Cientistas da Universidade de Sharjah, nos Emirados Árabes Unidos, registraram uma patente para uma tecnologia que captura dióxido de carbono a partir de processos industriais. Esta inovação combina borras de café descartadas, embalagens plásticas PET e hidróxido de potássio para produzir um material adsorvente de dióxido de carbono. A patente propõe um novo método com potencial para reduzir poluição ambiental, emissões industriais e CO₂ antropogênico. O princípio central consiste na co-pirólise de borras de café e resíduos plásticos PET, utilizando hidróxido de potássio como agente ativador para produzir carvão ativado. O principal inventor da tecnologia, Dr. Haif Aljomail, afirmou: “Partindo de um copo de café da Starbucks e uma garrafa plástica descartada, ao produzir carvão ativado, eles podem se tornar uma ferramenta poderosa contra as mudanças climáticas.” “Esta invenção transforma grandes fluxos de resíduos de café e plástico em adsorventes de alto desempenho. O carvão ativado resultante demonstra grande potencial na captura de dióxido de carbono emitido por sistemas de energia baseados em combustíveis fósseis, ajudando a mitigar a poluição do ar.”

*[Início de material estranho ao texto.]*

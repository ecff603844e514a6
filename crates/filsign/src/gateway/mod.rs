//! # Node Gateway
//!
//! The chain queries and broadcast calls the executor makes against a
//! Filecoin node.
//!
//! ## Module Structure
//!
//! - [`protocol`] - JSON-RPC 2.0 request and response envelope
//! - [`lotus`] - [`LotusClient`], the HTTP implementation
//! - [`retry`] - [`RetryingGateway`], opt-in retries for read-only calls
//!
//! Every method is a single round trip. [`NodeGateway::state_wait_msg`]
//! blocks until the node has seen the message buried under the requested
//! number of tipsets; there is no client-side timeout on top of it.

pub mod lotus;
pub mod protocol;
pub mod retry;

use async_trait::async_trait;
use filsign_chain::{
    Actor, Address, Cid, MarketBalance, Message, MinerInfo, MsgLookup, SignedMessage, TipSet,
    TokenAmount,
};
use filsign_core::error::GatewayResult;

pub use lotus::LotusClient;
pub use retry::RetryingGateway;

/// Number of tipsets a message must be buried under before it counts as
/// confirmed.
pub const CONFIRMATION_DEPTH: u64 = 3;

/// Chain node operations used by the executor and the CLI.
#[async_trait]
pub trait NodeGateway: Send + Sync {
    /// Next nonce for `address`, counting pending messages in the mpool.
    async fn mpool_get_nonce(&self, address: &Address) -> GatewayResult<u64>;

    /// The message with gas limit, fee cap and premium filled in.
    async fn gas_estimate_message_gas(&self, message: &Message) -> GatewayResult<Message>;

    /// Premium expected to get a message included within `blocks` blocks.
    async fn gas_estimate_gas_premium(
        &self,
        blocks: u64,
        sender: &Address,
        gas_limit: i64,
    ) -> GatewayResult<TokenAmount>;

    /// Fee cap expected to get `message` included within `blocks` blocks.
    async fn gas_estimate_fee_cap(&self, message: &Message, blocks: u64)
        -> GatewayResult<TokenAmount>;

    /// Owner, worker and control addresses of a miner.
    async fn state_miner_info(&self, miner: &Address) -> GatewayResult<MinerInfo>;

    /// Balance a miner can withdraw now.
    async fn state_miner_available_balance(&self, miner: &Address) -> GatewayResult<TokenAmount>;

    /// Storage market escrow and locked funds of `address`.
    async fn state_market_balance(&self, address: &Address) -> GatewayResult<MarketBalance>;

    /// Key address behind an ID address.
    async fn state_account_key(&self, address: &Address) -> GatewayResult<Address>;

    /// ID address of a key or actor address.
    async fn state_lookup_id(&self, address: &Address) -> GatewayResult<Address>;

    /// On-chain actor state.
    async fn state_get_actor(&self, address: &Address) -> GatewayResult<Actor>;

    /// The current heaviest tipset.
    async fn chain_head(&self) -> GatewayResult<TipSet>;

    /// Adds a signed message to the mpool and returns its CID.
    async fn mpool_push(&self, message: &SignedMessage) -> GatewayResult<Cid>;

    /// Blocks until `cid` is included with `confidence` tipsets on top.
    async fn state_wait_msg(&self, cid: &Cid, confidence: u64) -> GatewayResult<MsgLookup>;

    /// Balance of an account.
    async fn wallet_balance(&self, address: &Address) -> GatewayResult<TokenAmount>;
}
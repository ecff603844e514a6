//! Core tags shared across filsign crates.
//!
//! - [`SignatureType`] - The closed set of signature algorithms a key can use
//! - [`OperationKind`] - Classification of the on-chain operations the executor runs
//!
//! # Examples
//!
//! ```
//! use filsign_core::types::{OperationKind, SignatureType};
//!
//! assert_eq!(SignatureType::from_byte(1), Some(SignatureType::Secp256k1));
//! assert_eq!(OperationKind::MinerWithdraw.to_string(), "miner_withdraw");
//! ```

use crate::error::SignError;
use serde::{Deserialize, Serialize};
use std::fmt;
use std::str::FromStr;

/// Signature algorithm of a key, an address class and a signature.
///
/// The numeric value is the type byte that prefixes a signature in its
/// canonical encoding. The string form is the `Type` tag used in key
/// export files.
#[derive(Debug, Clone, Copy, PartialEq, Eq, Hash, Serialize, Deserialize)]
#[serde(rename_all = "lowercase")]
pub enum SignatureType {
    /// ECDSA over secp256k1 with a recoverable 65-byte signature.
    Secp256k1,

    /// BLS over BLS12-381, public keys in G1 and signatures in G2.
    Bls,
}

impl SignatureType {
    /// Returns the signature type byte.
    ///
    /// # Examples
    ///
    /// ```
    /// use filsign_core::types::SignatureType;
    ///
    /// assert_eq!(SignatureType::Secp256k1.as_byte(), 1);
    /// assert_eq!(SignatureType::Bls.as_byte(), 2);
    /// ```
    #[must_use]
    pub const fn as_byte(&self) -> u8 {
        match self {
            Self::Secp256k1 => 1,
            Self::Bls => 2,
        }
    }

    /// Parses a signature type byte.
    #[must_use]
    pub const fn from_byte(byte: u8) -> Option<Self> {
        match byte {
            1 => Some(Self::Secp256k1),
            2 => Some(Self::Bls),
            _ => None,
        }
    }

    /// Returns the lowercase tag (`secp256k1` or `bls`).
    #[must_use]
    pub const fn as_str(&self) -> &'static str {
        match self {
            Self::Secp256k1 => "secp256k1",
            Self::Bls => "bls",
        }
    }

    /// Length in bytes of a signature produced by this algorithm.
    #[must_use]
    pub const fn signature_len(&self) -> usize {
        match self {
            Self::Secp256k1 => 65,
            Self::Bls => 96,
        }
    }
}

impl fmt::Display for SignatureType {
    fn fmt(&self, f: &mut fmt::Formatter<'_>) -> fmt::Result {
        f.write_str(self.as_str())
    }
}

impl FromStr for SignatureType {
    type Err = SignError;

    fn from_str(s: &str) -> Result<Self, Self::Err> {
        match s {
            "secp256k1" => Ok(Self::Secp256k1),
            "bls" => Ok(Self::Bls),
            other => Err(SignError::unsupported_algorithm(other)),
        }
    }
}

/// The kinds of operation the transaction executor runs.
#[derive(Debug, Clone, Copy, PartialEq, Eq, Hash, Serialize, Deserialize)]
#[serde(rename_all = "snake_case")]
pub enum OperationKind {
    /// Plain value transfer between accounts.
    Transfer,

    /// Withdrawal of a miner actor's available balance to its owner.
    MinerWithdraw,

    /// Withdrawal of unlocked storage market escrow.
    MarketWithdraw,

    /// Ordered sequence of transfers that halts at the first failure.
    BatchTransfer,

    /// Proposal or confirmation of a new miner owner.
    MinerChangeOwner,

    /// Proposal of a new miner worker and control address set.
    MinerChangeWorker,

    /// Confirmation of a pending worker change.
    MinerConfirmWorker,

    /// Broadcast of a message signed elsewhere.
    MpoolPush,
}

impl OperationKind {
    /// Returns the `snake_case` name of the operation.
    ///
    /// # Examples
    ///
    /// ```
    /// use filsign_core::types::OperationKind;
    ///
    /// assert_eq!(OperationKind::Transfer.as_str(), "transfer");
    /// assert_eq!(OperationKind::MinerConfirmWorker.as_str(), "miner_confirm_worker");
    /// ```
    #[must_use]
    pub const fn as_str(&self) -> &'static str {
        match self {
            Self::Transfer => "transfer",
            Self::MinerWithdraw => "miner_withdraw",
            Self::MarketWithdraw => "market_withdraw",
            Self::BatchTransfer => "batch_transfer",
            Self::MinerChangeOwner => "miner_change_owner",
            Self::MinerChangeWorker => "miner_change_worker",
            Self::MinerConfirmWorker => "miner_confirm_worker",
            Self::MpoolPush => "mpool_push",
        }
    }

    /// Returns `true` if the operation moves value out of an actor.
    #[must_use]
    pub const fn moves_value(&self) -> bool {
        matches!(
            self,
            Self::Transfer | Self::MinerWithdraw | Self::MarketWithdraw | Self::BatchTransfer
        )
    }
}

impl fmt::Display for OperationKind {
    fn fmt(&self, f: &mut fmt::Formatter<'_>) -> fmt::Result {
        f.write_str(self.as_str())
    }
}
//! Storage market escrow withdrawal.

use filsign_chain::params::{market, storage_market_actor, MarketWithdrawBalanceParams};
use filsign_chain::{Message, TokenAmount};
use filsign_core::error::{ExecutionErrorKind, ExecutionResult};
use filsign_core::OperationKind;
use filsign_crypto::KeyVault;

use super::request::{parse_address, parse_amount};
use super::{ExecutionReceipt, Executor, MarketWithdrawRequest, OpContext};
use crate::gateway::NodeGateway;

impl<G: NodeGateway, V: KeyVault> Executor<G, V> {
    /// The escrow holder may be given in either form. The market actor is
    /// addressed with the ID form and the message is signed by the key form.
    pub(super) async fn market_withdraw(
        &self,
        req: &MarketWithdrawRequest,
        correlation_id: &str,
    ) -> ExecutionResult<ExecutionReceipt> {
        let ctx = OpContext::new(
            OperationKind::MarketWithdraw,
            req.address.as_str(),
            Some(req.amount.as_str()),
            correlation_id,
        );
        let address = parse_address(&req.address).map_err(|e| ctx.fail(e))?;
        let amount = parse_amount(&req.amount).map_err(|e| ctx.fail(e))?;

        let id_addr = self.lookup_id(&ctx, &address).await?;
        let sign_addr = self.account_key(&ctx, &address).await?;

        let balance = self
            .gateway
            .state_market_balance(&id_addr)
            .await
            .map_err(|e| ctx.fail(e))?;
        let available = balance.available();
        if amount > available {
            return Err(ctx.fail(ExecutionErrorKind::InsufficientFunds {
                requested: amount.to_string(),
                available: available.to_string(),
            }));
        }

        tracing::info!(
            address = %id_addr,
            signer = %sign_addr,
            amount = %amount,
            "market withdraw"
        );
        let params = MarketWithdrawBalanceParams {
            provider_or_client: id_addr,
            amount,
        }
        .to_cbor()
        .map_err(|e| ctx.fail(e))?;
        let message = Message::new(
            sign_addr,
            storage_market_actor(),
            market::WITHDRAW_BALANCE,
            TokenAmount::zero(),
            params,
        );
        self.submit(&ctx, message).await
    }
}
//! Storage miner operations.
//!
//! All of them are signed by the miner's owner. The owner is reported by
//! the node as an ID address and resolved to its key address for signing.

use filsign_chain::params::{
    miner, ChangeOwnerParams, ChangeWorkerAddressParams, MinerWithdrawBalanceParams,
};
use filsign_chain::{Address, Message, TokenAmount};
use filsign_core::error::{ExecutionErrorKind, ExecutionResult};
use filsign_core::OperationKind;
use filsign_crypto::KeyVault;

use super::request::{parse_address, parse_amount};
use super::{
    ChangeOwnerRequest, ChangeWorkerRequest, ConfirmWorkerRequest, ExecutionReceipt, Executor,
    MinerWithdrawRequest, OpContext,
};
use crate::gateway::NodeGateway;

impl<G: NodeGateway, V: KeyVault> Executor<G, V> {
    pub(super) async fn miner_withdraw(
        &self,
        req: &MinerWithdrawRequest,
        correlation_id: &str,
    ) -> ExecutionResult<ExecutionReceipt> {
        let ctx = OpContext::new(
            OperationKind::MinerWithdraw,
            req.miner.as_str(),
            Some(req.amount.as_str()),
            correlation_id,
        );
        let miner_addr = parse_address(&req.miner).map_err(|e| ctx.fail(e))?;
        let amount = parse_amount(&req.amount).map_err(|e| ctx.fail(e))?;

        let info = self
            .gateway
            .state_miner_info(&miner_addr)
            .await
            .map_err(|e| ctx.fail(e))?;
        let owner = self.account_key(&ctx, &info.owner).await?;

        let available = self
            .gateway
            .state_miner_available_balance(&miner_addr)
            .await
            .map_err(|e| ctx.fail(e))?;
        if amount > available {
            return Err(ctx.fail(ExecutionErrorKind::InsufficientFunds {
                requested: amount.to_string(),
                available: available.to_string(),
            }));
        }

        tracing::info!(miner = %miner_addr, owner = %owner, amount = %amount, "miner withdraw");
        let params = MinerWithdrawBalanceParams { amount }
            .to_cbor()
            .map_err(|e| ctx.fail(e))?;
        let message = Message::new(
            owner,
            miner_addr,
            miner::WITHDRAW_BALANCE,
            TokenAmount::zero(),
            params,
        );
        self.submit(&ctx, message).await
    }

    pub(super) async fn change_owner(
        &self,
        req: &ChangeOwnerRequest,
        correlation_id: &str,
    ) -> ExecutionResult<ExecutionReceipt> {
        let ctx = OpContext::new(
            OperationKind::MinerChangeOwner,
            req.miner.as_str(),
            None,
            correlation_id,
        );
        let miner_addr = parse_address(&req.miner).map_err(|e| ctx.fail(e))?;
        let new_owner = parse_address(&req.new_owner).map_err(|e| ctx.fail(e))?;
        let from = parse_address(&req.from).map_err(|e| ctx.fail(e))?;

        let new_owner_id = self.lookup_id(&ctx, &new_owner).await?;
        let from_id = self.lookup_id(&ctx, &from).await?;

        let info = self
            .gateway
            .state_miner_info(&miner_addr)
            .await
            .map_err(|e| ctx.fail(e))?;
        if from_id != info.owner && from_id != new_owner_id {
            return Err(ctx.fail(ExecutionErrorKind::Unauthorized {
                reason: format!(
                    "{from} is neither the current owner {} nor the proposed owner {new_owner}",
                    info.owner
                ),
            }));
        }

        let signer = self.account_key(&ctx, &from).await?;
        tracing::info!(
            miner = %miner_addr,
            new_owner = %new_owner_id,
            from = %signer,
            "change owner"
        );
        let params = ChangeOwnerParams {
            new_owner: new_owner_id,
        }
        .to_cbor();
        let message = Message::new(
            signer,
            miner_addr,
            miner::CHANGE_OWNER_ADDRESS,
            TokenAmount::zero(),
            params,
        );
        self.submit(&ctx, message).await
    }

    pub(super) async fn change_worker(
        &self,
        req: &ChangeWorkerRequest,
        correlation_id: &str,
    ) -> ExecutionResult<ExecutionReceipt> {
        let ctx = OpContext::new(
            OperationKind::MinerChangeWorker,
            req.miner.as_str(),
            None,
            correlation_id,
        );
        let miner_addr = parse_address(&req.miner).map_err(|e| ctx.fail(e))?;
        let requested_worker = req
            .new_worker
            .as_deref()
            .map(parse_address)
            .transpose()
            .map_err(|e| ctx.fail(e))?;
        let requested_controls = req
            .new_control_addresses
            .as_deref()
            .unwrap_or_default()
            .iter()
            .map(|a| parse_address(a))
            .collect::<Result<Vec<Address>, _>>()
            .map_err(|e| ctx.fail(e))?;

        let info = self
            .gateway
            .state_miner_info(&miner_addr)
            .await
            .map_err(|e| ctx.fail(e))?;

        // an empty control list keeps the current set
        let new_worker = requested_worker.unwrap_or(info.worker);
        let new_control_addresses = if requested_controls.is_empty() {
            info.control_addresses.clone()
        } else {
            requested_controls
        };

        let owner = self.account_key(&ctx, &info.owner).await?;
        tracing::info!(
            miner = %miner_addr,
            new_worker = %new_worker,
            controls = new_control_addresses.len(),
            "propose worker change"
        );
        let params = ChangeWorkerAddressParams {
            new_worker,
            new_control_addresses,
        }
        .to_cbor();
        let message = Message::new(
            owner,
            miner_addr,
            miner::CHANGE_WORKER_ADDRESS,
            TokenAmount::zero(),
            params,
        );
        self.submit(&ctx, message).await
    }

    pub(super) async fn confirm_worker(
        &self,
        req: &ConfirmWorkerRequest,
        correlation_id: &str,
    ) -> ExecutionResult<ExecutionReceipt> {
        let ctx = OpContext::new(
            OperationKind::MinerConfirmWorker,
            req.miner.as_str(),
            None,
            correlation_id,
        );
        let miner_addr = parse_address(&req.miner).map_err(|e| ctx.fail(e))?;
        let worker = parse_address(&req.new_worker).map_err(|e| ctx.fail(e))?;

        let info = self
            .gateway
            .state_miner_info(&miner_addr)
            .await
            .map_err(|e| ctx.fail(e))?;
        let worker_id = self.lookup_id(&ctx, &worker).await?;
        if info.new_worker != Some(worker_id) {
            return Err(ctx.fail(ExecutionErrorKind::NoMatchingProposal {
                worker: worker.to_string(),
            }));
        }

        let head = self.gateway.chain_head().await.map_err(|e| ctx.fail(e))?;
        if head.height < info.worker_change_epoch {
            return Err(ctx.fail(ExecutionErrorKind::NotReady {
                height: head.height,
                change_epoch: info.worker_change_epoch,
            }));
        }

        let owner = self.account_key(&ctx, &info.owner).await?;
        tracing::info!(
            miner = %miner_addr,
            worker = %worker_id,
            height = head.height,
            "confirm worker change"
        );
        let message = Message::new(
            owner,
            miner_addr,
            miner::CONFIRM_CHANGE_WORKER_ADDRESS,
            TokenAmount::zero(),
            Vec::new(),
        );
        self.submit(&ctx, message).await
    }
}
use std::sync::Arc;

use async_trait::async_trait;
use aws_config::BehaviorVersion;
use aws_sdk_s3::config::Region;
use aws_sdk_s3::config::http::HttpResponse;
use aws_sdk_s3::error::{DisplayErrorContext, SdkError};
use aws_sdk_s3::Client;

use super::{BackendError, BackendFactory, FailedRequest, ObjectBackend, ObjectMetadata, RangeBody};
use crate::io::ByteRange;

/// Amazon S3 (or an S3-compatible service) reached through the AWS SDK.
pub struct S3Backend {
    client: Client,
}

impl S3Backend {
    pub fn new(client: Client) -> Self {
        Self { client }
    }

    /// Region the underlying client signs requests for.
    pub fn region(&self) -> Option<&str> {
        self.client.config().region().map(|r| r.as_ref())
    }
}

/// Keep the raw response of a service error so region recovery can look at
/// its status and headers.
fn backend_error<E>(err: SdkError<E, HttpResponse>) -> BackendError
where
    E: std::error::Error + Send + Sync + 'static,
{
    match err.raw_response() {
        Some(raw) => {
            let mut failed = FailedRequest::new(
                raw.status().as_u16(),
                DisplayErrorContext(&err).to_string(),
            );
            for (name, value) in raw.headers().iter() {
                failed = failed.with_header(name, value);
            }
            BackendError::Response(failed)
        }
        None => BackendError::transport(err),
    }
}

#[async_trait]
impl ObjectBackend for S3Backend {
    async fn head_object(&self, bucket: &str, key: &str) -> Result<ObjectMetadata, BackendError> {
        let output = self
            .client
            .head_object()
            .bucket(bucket)
            .key(key)
            .send()
            .await
            .map_err(backend_error)?;

        Ok(ObjectMetadata {
            content_length: output.content_length(),
        })
    }

    async fn get_range(
        &self,
        bucket: &str,
        key: &str,
        range: ByteRange,
    ) -> Result<RangeBody, BackendError> {
        let output = self
            .client
            .get_object()
            .bucket(bucket)
            .key(key)
            .range(range.to_header())
            .send()
            .await
            .map_err(backend_error)?;

        let declared = output.content_length().and_then(|n| u64::try_from(n).ok());
        Ok(RangeBody::new(
            declared,
            Box::pin(output.body.into_async_read()),
        ))
    }
}

/// Builds [`S3Backend`]s from one base SDK configuration.
pub struct S3BackendFactory {
    base: aws_sdk_s3::Config,
}

impl S3BackendFactory {
    pub fn new(base: aws_sdk_s3::Config) -> Self {
        Self { base }
    }

    /// Load credentials and region from the environment, the shared config
    /// files or the instance metadata service.
    ///
    /// A custom `endpoint` switches to path-style addressing, which is what
    /// most S3-compatible services expect.
    pub async fn from_env(region: Option<&str>, endpoint: Option<&str>) -> Self {
        let mut loader = aws_config::defaults(BehaviorVersion::latest());
        if let Some(region) = region {
            loader = loader.region(Region::new(region.to_string()));
        }
        let sdk_config = loader.load().await;

        let mut builder = aws_sdk_s3::config::Builder::from(&sdk_config);
        if let Some(endpoint) = endpoint {
            builder = builder.endpoint_url(endpoint).force_path_style(true);
        }
        Self::new(builder.build())
    }

    fn regional_config(&self, region: &str) -> aws_sdk_s3::Config {
        self.base
            .to_builder()
            .region(Region::new(region.to_string()))
            .build()
    }
}

impl BackendFactory for S3BackendFactory {
    fn base_client(&self) -> Result<Arc<dyn ObjectBackend>, BackendError> {
        let client = Client::from_conf(self.base.clone());
        Ok(Arc::new(S3Backend::new(client)))
    }

    fn for_region(&self, region: &str) -> Result<Arc<dyn ObjectBackend>, BackendError> {
        if region.is_empty() {
            return Err(BackendError::Options("empty region".to_string()));
        }
        let client = Client::from_conf(self.regional_config(region));
        Ok(Arc::new(S3Backend::new(client)))
    }
}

O processo opera a 600 °C, oferecendo uma solução sustentável que apoia a “valorização de resíduos e mitigação das mudanças climáticas”. Aljomail destacou a eficácia da ativação química, a importância da área superficial específica e da estrutura porosa, assim como o conceito de valorização de resíduos que sustenta a tecnologia. A equipe de inventores relatou que, devido ao baixo custo e fácil disponibilidade das matérias-primas, o método apresenta baixo custo de produção. O especialista em energia sustentável e renovável da Universidade de Sharjah e co-inventor, Prof. Shauqi Ghnai, comentou: “Esta invenção realiza dupla valorização ao integrar fluxos de resíduos e os transformar em produtos de alto valor, refletindo os princípios da economia circular. Com a carbonização e ativação química, evitamos o descarte em aterros, protegendo o meio ambiente de seus impactos nocivos.”
Os cientistas prevêem que a tecnologia será aplicada em purificação de água e ar, bem como no setor energético, incluindo recuperação de solventes, purificação de gás natural, tratamento de gases de incineração de resíduos, tratamento de emissões, purificação de gases de processo, remoção de poluentes e controle de emissões.